The children obtain drugs from their parents’ medicine cabinets, or illegally buy antibiotics from pharmacies without a prescription, which the study’s authors say is particularly alarming.
Emirati children were not covered by the study, but one doctor said self-medication was an issue for them, too.
“I’ve come across some Emirati children who obtain antibiotics without a prescription at pharmacies,” said Dr Lata Balkrishna Borude, a specialist in internal medicine at Burjeel Hospital in Abu Dhabi.
“The role of pharmacists is important in terms of raising awareness about the risks of self-medication. They should not give these children antibiotics and other medicines without a prescription.”
The study’s authors have also urged stricter pharmacy controls and better education about the potential dangers of taking drugs without medical advice.
“The prevalence rate of self-medication with prescribed and over-the-counter medications was almost 90 per cent,” said Dr Syed Shehnaz, assistant professor at the Gulf Medical University in Ajman and co-author of the study.
“If done responsibly and appropriately, self-medication with over-the-counter drugs is acceptable among the adult population. However, adolescents are still not quite knowledgeable about the use of medicines and the chances of bad effects with a wrong dose or the wrong drug for the wrong health complaint may result in serious situations.”
The study suggests that girls are more likely than boys to self-medicate, and headaches, flu-like symptoms and fever are the most common conditions for which children take unprescribed medicines.
The children surveyed were in grades 9 to 12 in four private schools. Most were about 16 or 17 years old.
A majority, 58.6 per cent, began self-medicating after the age of 13, but 32.5 per cent began between the ages of 10 and 13 and – 8.9 per cent between the ages of 7 and 10.
More than half, 54 per cent, admitted taking antibiotics obtained without a prescription or medical advice. “This is alarming,” said Dr Shehnaz.
“The general population is also reported to be self-medicating frequently, with antibiotics acquired from community pharmacies without prescriptions, although the over-the-counter dispensing of antibiotics is illegal.
“Inappropriate self-medication with antibiotics and the overall volume of antibiotic consumption in the community have serious implications in the development of antibiotic resistance.
“The prescription medicines, which can only be bought through a registered medical doctor’s prescription, are not meant to be self-medicated as their use may result in adverse effects that may be life-threatening.”

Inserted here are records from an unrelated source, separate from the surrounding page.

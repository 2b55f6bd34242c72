//! Monitor module - throttled sampling and price-change detection

mod detector;
mod gate;

pub use detector::{classify, percent_change, ChangeDetector, LastPriceTable, PriceAlert};
pub use gate::{should_sample, SamplingGate};
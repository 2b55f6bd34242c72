//! PriceWatch Library
//!
//! Read-only price logger and price-change monitor scripts for exchange
//! connectors

pub mod config;
pub mod connector;
pub mod error;
pub mod host;
pub mod monitor;
pub mod report;
pub mod strategy;
pub mod types;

More than a quarter of the children surveyed, 27 per cent, used sedatives or hypnotic drugs without consulting a doctor and there was a high prevalence of those self-medicating drugs for allergies or insomnia.
The young people surveyed suffered about eight health complaints a year and self-medicated with about five drugs during that time.

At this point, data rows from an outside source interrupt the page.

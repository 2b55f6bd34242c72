//! Connector module - exchange price access
//!
//! The host owns connectors and hands them to strategies as a map keyed by
//! exchange id. Strategies only ever read prices through the `Connector`
//! trait and turn every fault into a per-pair `FetchFailure`.

mod paper;

pub use paper::{PaperConnector, PaperSettings};

use rust_decimal::Decimal;
use std::collections::BTreeMap;

use crate::error::{ConnectorError, FetchFailure};
use crate::types::{MarketKey, Quote, Side, TradingPair};

/// Read access to one exchange's order books
#[cfg_attr(test, mockall::automock)]
pub trait Connector: Send + Sync {
    /// Mid price for a pair, `Ok(None)` when the book has no price
    fn mid_price(&self, pair: &TradingPair) -> Result<Option<Decimal>, ConnectorError>;

    /// Best price a taker on `side` would trade at
    fn price(&self, pair: &TradingPair, side: Side) -> Result<Option<Decimal>, ConnectorError>;
}

/// Connectors keyed by exchange id, iterated in id order
pub type ConnectorMap = BTreeMap<String, Box<dyn Connector>>;

/// Fetch the mid price for one market
pub fn fetch_mid(connector: &dyn Connector, market: &MarketKey) -> Result<Decimal, FetchFailure> {
    match connector.mid_price(&market.pair) {
        Ok(Some(price)) => Ok(price),
        Ok(None) => Err(FetchFailure::Unavailable {
            market: market.clone(),
        }),
        Err(source) => Err(FetchFailure::Connector {
            market: market.clone(),
            source,
        }),
    }
}

/// Fetch bid, mid and ask for one market. Any missing leg fails the quote.
pub fn fetch_quote(connector: &dyn Connector, market: &MarketKey) -> Result<Quote, FetchFailure> {
    let mid = fetch_mid(connector, market)?;
    let bid = fetch_side(connector, market, Side::Sell)?;
    let ask = fetch_side(connector, market, Side::Buy)?;
    Ok(Quote { bid, mid, ask })
}

fn fetch_side(
    connector: &dyn Connector,
    market: &MarketKey,
    side: Side,
) -> Result<Decimal, FetchFailure> {
    connector
        .price(&market.pair, side)
        .map_err(|source| FetchFailure::Connector {
            market: market.clone(),
            source,
        })?
        .ok_or_else(|| FetchFailure::Unavailable {
            market: market.clone(),
        })
}

/// Look up the connector for an exchange
pub fn connector_for<'a>(
    connectors: &'a ConnectorMap,
    exchange: &str,
) -> Result<&'a dyn Connector, FetchFailure> {
    connectors
        .get(exchange)
        .map(|c| c.as_ref())
        .ok_or_else(|| FetchFailure::MissingConnector {
            exchange: exchange.to_string(),
        })
}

The study examined the prevalence of self-medication with both prescribed and non-prescribed medication; related health complaints; sources of drugs and sources of drug recommendation; and gender differences related to self-medication among expatriate high-school pupils.
A sample group of 324 children took part, between 2011 and 2013. The other co-authors, all from the Gulf Medical University, are Nelofer Khan, associate professor from the department of biochemistry; Jayadevan Sreedharan, assistant director of the statistical support facility and professor of biostatistics; and Khaled Issa and Mohammed Arifulla, head of the pharmacology department.

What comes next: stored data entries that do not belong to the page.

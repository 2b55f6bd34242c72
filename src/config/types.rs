//! Validated configuration types

use rust_decimal::Decimal;
use std::collections::{BTreeMap, BTreeSet};
use std::fmt;
use std::str::FromStr;
use std::time::Duration;

use crate::error::ConfigError;
use crate::monitor::SamplingGate;
use crate::types::{MarketKey, TradingPair};

/// Which script the binary runs
#[derive(Debug, Clone, Copy, PartialEq, Eq)]
pub enum StrategyKind {
    PriceLogger,
    PriceMonitor,
}

impl FromStr for StrategyKind {
    type Err = ConfigError;

    fn from_str(s: &str) -> Result<Self, Self::Err> {
        match s.trim().to_lowercase().as_str() {
            "price_logger" | "logger" => Ok(StrategyKind::PriceLogger),
            "price_monitor" | "monitor" => Ok(StrategyKind::PriceMonitor),
            other => Err(ConfigError::UnknownStrategy(other.to_string())),
        }
    }
}

impl fmt::Display for StrategyKind {
    fn fmt(&self, f: &mut fmt::Formatter<'_>) -> fmt::Result {
        match self {
            StrategyKind::PriceLogger => write!(f, "price_logger"),
            StrategyKind::PriceMonitor => write!(f, "price_monitor"),
        }
    }
}

/// Trading pairs to watch, keyed by exchange id
#[derive(Debug, Clone, Default, PartialEq, Eq)]
pub struct Markets {
    by_exchange: BTreeMap<String, BTreeSet<TradingPair>>,
}

impl Markets {
    /// Build from raw config, rejecting empty exchanges and blank pairs.
    /// Duplicate pairs collapse.
    pub fn from_raw(raw: &BTreeMap<String, Vec<String>>) -> Result<Self, ConfigError> {
        if raw.is_empty() {
            return Err(ConfigError::NoMarkets);
        }

        let mut by_exchange = BTreeMap::new();
        for (exchange, pairs) in raw {
            if pairs.is_empty() {
                return Err(ConfigError::EmptyExchange(exchange.clone()));
            }
            let mut set = BTreeSet::new();
            for pair in pairs {
                let pair = pair.trim();
                if pair.is_empty() {
                    return Err(ConfigError::EmptyPair(exchange.clone()));
                }
                set.insert(TradingPair::new(pair));
            }
            by_exchange.insert(exchange.clone(), set);
        }

        Ok(Self { by_exchange })
    }

    pub fn exchanges(&self) -> impl Iterator<Item = &str> {
        self.by_exchange.keys().map(String::as_str)
    }

    pub fn pairs(&self, exchange: &str) -> impl Iterator<Item = &TradingPair> {
        self.by_exchange.get(exchange).into_iter().flatten()
    }

    /// Every (exchange, pair) in exchange order, then pair order
    pub fn keys(&self) -> impl Iterator<Item = MarketKey> + '_ {
        self.by_exchange.iter().flat_map(|(exchange, pairs)| {
            pairs
                .iter()
                .map(move |pair| MarketKey::new(exchange.as_str(), pair.clone()))
        })
    }

    pub fn len(&self) -> usize {
        self.by_exchange.values().map(BTreeSet::len).sum()
    }

    pub fn is_empty(&self) -> bool {
        self.len() == 0
    }
}

/// Configuration after validation, ready to build strategies from
#[derive(Debug, Clone)]
pub struct Settings {
    pub strategy: StrategyKind,
    pub markets: Markets,
    pub logger_gate: SamplingGate,
    pub monitor_gate: SamplingGate,
    /// Alert threshold in percent
    pub threshold_pct: Decimal,
    pub tick: Duration,
    pub max_ticks: Option<u64>,
}

#[cfg(test)]
mod tests {
    use super::*;

    fn raw(entries: Vec<(&str, Vec<&str>)>) -> BTreeMap<String, Vec<String>> {
        entries
            .into_iter()
            .map(|(ex, pairs)| {
                (
                    ex.to_string(),
                    pairs.iter().map(|p| p.to_string()).collect(),
                )
            })
            .collect()
    }

    #[test]
    fn test_strategy_kind_parsing() {
        assert_eq!(
            "price_monitor".parse::<StrategyKind>().unwrap(),
            StrategyKind::PriceMonitor
        );
        assert_eq!(
            " Logger ".parse::<StrategyKind>().unwrap(),
            StrategyKind::PriceLogger
        );
        assert!("arbitrage".parse::<StrategyKind>().is_err());
    }

    #[test]
    fn test_markets_dedup_and_order() {
        let markets = Markets::from_raw(&raw(vec![
            ("kraken", vec!["ETH-USD", "BTC-USD", "BTC-USD"]),
            ("binance", vec!["BTC-USDT"]),
        ]))
        .unwrap();

        assert_eq!(markets.len(), 3);
        let keys: Vec<String> = markets.keys().map(|k| k.to_string()).collect();
        assert_eq!(
            keys,
            vec!["BTC-USDT@binance", "BTC-USD@kraken", "ETH-USD@kraken"]
        );
    }

    #[test]
    fn test_markets_rejects_bad_input() {
        assert_eq!(
            Markets::from_raw(&BTreeMap::new()),
            Err(ConfigError::NoMarkets)
        );
        assert_eq!(
            Markets::from_raw(&raw(vec![("binance", vec![])])),
            Err(ConfigError::EmptyExchange("binance".into()))
        );
        assert_eq!(
            Markets::from_raw(&raw(vec![("binance", vec!["  "])])),
            Err(ConfigError::EmptyPair("binance".into()))
        );
    }
}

The authors believe more such studies would be useful. “The healthcare habits adopted during adolescence may be carried over into adulthood,” said Dr Shehnaz.
“Moreover, adolescents may indulge in autonomous health behaviour, use medicine irrationally, without adult guidance, and also misuse over-the-counter and prescription drugs to get high.”
The study concluded that, as an accurate diagnosis should come only from a medical professional and that some medicines could become addictive if wrongly administered, more education was needed about taking medication responsibly.
“Healthcare providers, pharmacists, educators and parents should be actively involved in early health-education strategies for establishing responsible use of medicines in this age group,” said Dr Shehnaz.
“The extensive use of antibiotics and sedative/hypnotics indicates a necessity for educational health programmes emphasising the risks associated with their irrational use and strict enforcement of federal laws regarding the dispensing of these drugs.”